- _Information_:
%%

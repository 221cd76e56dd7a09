//! Hypercube communicator interface
//!
//! Collective operations in XXT never span an arbitrary process subset: they
//! run over a sub-hypercube made of the 2^d processes whose ranks agree on
//! every bit above bit d-1. `SubCube` names that subset explicitly, and the
//! provided reductions on `Hypercube` are written once in terms of a single
//! pairwise exchange primitive.

use alloc::vec::Vec;
use bytemuck::Pod;

use crate::{Result, XxtError};

/// Active sub-hypercube of dimension `dim` around the calling process
#[derive(Debug, Clone, Copy, PartialEq, Eq, Hash)]
#[cfg_attr(feature = "serde", derive(serde::Serialize, serde::Deserialize))]
pub struct SubCube {
    dim: u32,
}

impl SubCube {
    /// The calling process on its own
    pub const LOCAL: SubCube = SubCube { dim: 0 };

    /// Sub-cube spanning the lowest `dim` rank bits
    pub const fn new(dim: u32) -> Self {
        Self { dim }
    }

    /// Dimension of the sub-cube
    pub const fn dim(self) -> u32 {
        self.dim
    }

    /// Number of processes in the sub-cube
    pub const fn size(self) -> usize {
        1 << self.dim
    }

    /// Lowest rank of the sub-cube containing `rank`
    pub const fn base(self, rank: usize) -> usize {
        rank & !(self.size() - 1)
    }

    /// Whether two ranks fall into the same sub-cube
    pub const fn contains(self, a: usize, b: usize) -> bool {
        self.base(a) == self.base(b)
    }

    /// Partner of `rank` across hypercube dimension `edge`
    pub const fn partner(rank: usize, edge: u32) -> usize {
        rank ^ (1 << edge)
    }

    /// Sub-cube one dimension smaller, `None` for a single process
    pub const fn lower(self) -> Option<SubCube> {
        match self.dim {
            0 => None,
            dim => Some(SubCube { dim: dim - 1 }),
        }
    }
}

/// Element-wise combination used by reductions
#[derive(Debug, Clone, Copy, PartialEq, Eq, Hash)]
#[cfg_attr(feature = "serde", derive(serde::Serialize, serde::Deserialize))]
pub enum ReduceOp {
    Sum,
    Min,
    Max,
}

/// Values that can travel through a reduction
pub trait Reducible: Pod + PartialOrd + core::ops::Add<Output = Self> {}

impl<T> Reducible for T where T: Pod + PartialOrd + core::ops::Add<Output = T> {}

impl ReduceOp {
    /// Combine two partial values
    ///
    /// Symmetric in its arguments, so both partners of an exchange end up
    /// with bit-identical results.
    pub fn combine<T: Reducible>(self, a: T, b: T) -> T {
        match self {
            ReduceOp::Sum => a + b,
            ReduceOp::Min => {
                if b < a {
                    b
                } else {
                    a
                }
            }
            ReduceOp::Max => {
                if b > a {
                    b
                } else {
                    a
                }
            }
        }
    }
}

/// Communicator over a power-of-two set of processes
///
/// All provided methods are collective over the given sub-cube: every member
/// must call them in the same order with agreeing lengths.
pub trait Hypercube {
    /// Rank of the calling process
    fn rank(&self) -> usize;

    /// Number of processes in the communicator
    fn size(&self) -> usize;

    /// Send `send` to `partner` and return what `partner` sent back
    fn exchange_bytes(&self, partner: usize, send: &[u8]) -> Result<Vec<u8>>;

    /// Sub-cube spanning the whole communicator
    ///
    /// Only meaningful once the size is known to be a power of two.
    fn full_cube(&self) -> SubCube {
        SubCube::new(self.size().trailing_zeros())
    }

    /// Typed pairwise exchange
    fn exchange<T: Pod>(&self, partner: usize, send: &[T]) -> Result<Vec<T>> {
        let bytes = self.exchange_bytes(partner, bytemuck::cast_slice(send))?;
        let width = core::mem::size_of::<T>();
        if width == 0 || bytes.len() % width != 0 {
            return Err(XxtError::MessageLength {
                expected: send.len() * width,
                actual: bytes.len(),
            });
        }
        Ok(bytemuck::pod_collect_to_vec(&bytes))
    }

    /// Element-wise reduction over `cube`, result available on every member
    fn reduce<T: Reducible>(&self, vals: &mut [T], op: ReduceOp, cube: SubCube) -> Result<()> {
        for edge in 0..cube.dim() {
            let partner = SubCube::partner(self.rank(), edge);
            let theirs = self.exchange(partner, vals)?;
            if theirs.len() != vals.len() {
                return Err(XxtError::MessageLength {
                    expected: vals.len(),
                    actual: theirs.len(),
                });
            }
            for (mine, other) in vals.iter_mut().zip(theirs) {
                *mine = op.combine(*mine, other);
            }
        }
        Ok(())
    }

    /// Segmented sum over `cube`
    ///
    /// `stages[e]..stages[cube.dim()]` is combined across hypercube
    /// dimension `e`, so entries below `stages[0]` stay local and entries in
    /// `stages[k-1]..stages[k]` are summed over the sub-cube of dimension `k`.
    /// Partners must agree on each segment length, not on the offsets.
    fn segmented_sum(&self, vals: &mut [f64], stages: &[usize], cube: SubCube) -> Result<()> {
        let dim = cube.dim() as usize;
        if stages.len() <= dim {
            return Err(XxtError::InvalidStages {
                required: dim + 1,
                actual: stages.len(),
            });
        }

        let end = stages[dim];
        if end > vals.len() {
            return Err(XxtError::VectorLength {
                expected: end,
                actual: vals.len(),
            });
        }

        for edge in 0..cube.dim() {
            let start = stages[edge as usize];
            if start >= end {
                continue;
            }

            let partner = SubCube::partner(self.rank(), edge);
            let segment = &mut vals[start..end];
            let theirs = self.exchange(partner, segment)?;
            if theirs.len() != segment.len() {
                return Err(XxtError::MessageLength {
                    expected: segment.len(),
                    actual: theirs.len(),
                });
            }
            for (mine, other) in segment.iter_mut().zip(theirs) {
                *mine += other;
            }
        }
        Ok(())
    }
}
//! Error types for XXT operations

/// Broad classes of failure, used by callers that only need to know whether a
/// collective call failed because of the setup, the operator, or the machine
#[derive(Debug, Clone, Copy, PartialEq, Eq, Hash)]
#[cfg_attr(feature = "serde", derive(serde::Serialize, serde::Deserialize))]
pub enum ErrorCategory {
    /// Process topology, handle or dof map set up inconsistently
    Configuration,
    /// Operator is singular, indefinite or too ill-conditioned for a pivot
    Numerical,
    /// Memory or thread resources could not be obtained
    Resource,
    /// A peer process went away or sent a malformed message
    Communication,
    /// Operation issued against a handle in the wrong lifecycle state
    State,
}

/// Errors that can occur during XXT operations
///
/// Every variant is produced identically on all processes taking part in the
/// failing collective step, except local validation failures, which the other
/// processes observe as `PeerFailed`, and `PeerDisconnected`, which is what
/// the remaining processes see once a failed peer has left.
#[derive(Debug, Clone, Copy, PartialEq)]
pub enum XxtError {
    /// Process count is not a power of two
    NonPowerOfTwo { processes: usize },
    /// Handle ids differ across the communicator
    HandleMismatch { min: u64, max: u64, id: u64 },
    /// Handle id was never issued by a registry
    InvalidHandle,
    /// Solve or stats requested before a successful factor
    NotFactored,
    /// Factor requested on an already factored handle
    AlreadyFactored,
    /// `local2global` does not cover the `m` local dofs
    DofMapLength { expected: usize, actual: usize },
    /// More owned rows than local dofs
    OwnedExceedsLocal { n: usize, m: usize },
    /// Vector handed to solve has the wrong length
    VectorLength { expected: usize, actual: usize },
    /// Elected dof is missing from the local map of the process that proposed it
    MissingDof { global: u64 },
    /// Column pivot below tolerance, negative, or NaN
    BadPivot { column: usize, pivot: f64 },
    /// Column counter walked past the top separator level
    LevelOverflow { level: u32 },
    /// Stage list shorter than the sub-cube it is reduced over
    InvalidStages { required: usize, actual: usize },
    /// Growing the packed factor buffer failed
    AllocationFailed { requested: usize },
    /// Worker threads for the in-process cluster could not be started
    ThreadPool,
    /// Partner process is gone
    PeerDisconnected { rank: usize },
    /// Another process rejected its arguments to the same collective call
    PeerFailed { rank: usize },
    /// Partner sent a message of unexpected length
    MessageLength { expected: usize, actual: usize },
}

impl XxtError {
    /// Category of this error
    pub const fn category(&self) -> ErrorCategory {
        match self {
            XxtError::NonPowerOfTwo { .. }
            | XxtError::HandleMismatch { .. }
            | XxtError::InvalidHandle
            | XxtError::DofMapLength { .. }
            | XxtError::OwnedExceedsLocal { .. }
            | XxtError::VectorLength { .. }
            | XxtError::InvalidStages { .. } => ErrorCategory::Configuration,
            XxtError::BadPivot { .. } => ErrorCategory::Numerical,
            XxtError::AllocationFailed { .. } | XxtError::ThreadPool => ErrorCategory::Resource,
            XxtError::PeerDisconnected { .. }
            | XxtError::PeerFailed { .. }
            | XxtError::MessageLength { .. } => ErrorCategory::Communication,
            XxtError::NotFactored
            | XxtError::AlreadyFactored
            | XxtError::MissingDof { .. }
            | XxtError::LevelOverflow { .. } => ErrorCategory::State,
        }
    }
}

impl core::fmt::Display for XxtError {
    fn fmt(&self, f: &mut core::fmt::Formatter<'_>) -> core::fmt::Result {
        match self {
            XxtError::NonPowerOfTwo { processes } => {
                write!(f, "Process count {processes} is not a power of two")
            }
            XxtError::HandleMismatch { min, max, id } => {
                write!(f, "Handle id mismatch: min/max {min}/{max}, local {id}")
            }
            XxtError::InvalidHandle => write!(f, "Handle id was never issued"),
            XxtError::NotFactored => write!(f, "Handle has not been factored"),
            XxtError::AlreadyFactored => write!(f, "Handle is already factored"),
            XxtError::DofMapLength { expected, actual } => {
                write!(f, "local2global has {actual} entries, expected {expected}")
            }
            XxtError::OwnedExceedsLocal { n, m } => {
                write!(f, "Owned row count {n} exceeds local dof count {m}")
            }
            XxtError::VectorLength { expected, actual } => {
                write!(f, "Vector has length {actual}, expected {expected}")
            }
            XxtError::MissingDof { global } => {
                write!(f, "Global dof {global} not found in local map")
            }
            XxtError::BadPivot { column, pivot } => {
                write!(f, "Bad pivot {pivot:e} at column {column}")
            }
            XxtError::LevelOverflow { level } => {
                write!(f, "Column sweep exceeded separator level {level}")
            }
            XxtError::InvalidStages { required, actual } => {
                write!(f, "Stage list has {actual} entries, need {required}")
            }
            XxtError::AllocationFailed { requested } => {
                write!(f, "Failed to grow factor storage to {requested} values")
            }
            XxtError::ThreadPool => write!(f, "Failed to start cluster threads"),
            XxtError::PeerDisconnected { rank } => write!(f, "Process {rank} disconnected"),
            XxtError::PeerFailed { rank } => {
                write!(f, "Process {rank} failed the collective call")
            }
            XxtError::MessageLength { expected, actual } => {
                write!(f, "Received {actual} values, expected {expected}")
            }
        }
    }
}

/// Result type for XXT operations
pub type Result<T> = core::result::Result<T, XxtError>;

%%

Using the records above, select and copy every line that has the word "never".

//! Collective operations in XXT never span an arbitrary process subset: they
    /// Handle id was never issued by a registry
            XxtError::InvalidHandle => write!(f, "Handle id was never issued"),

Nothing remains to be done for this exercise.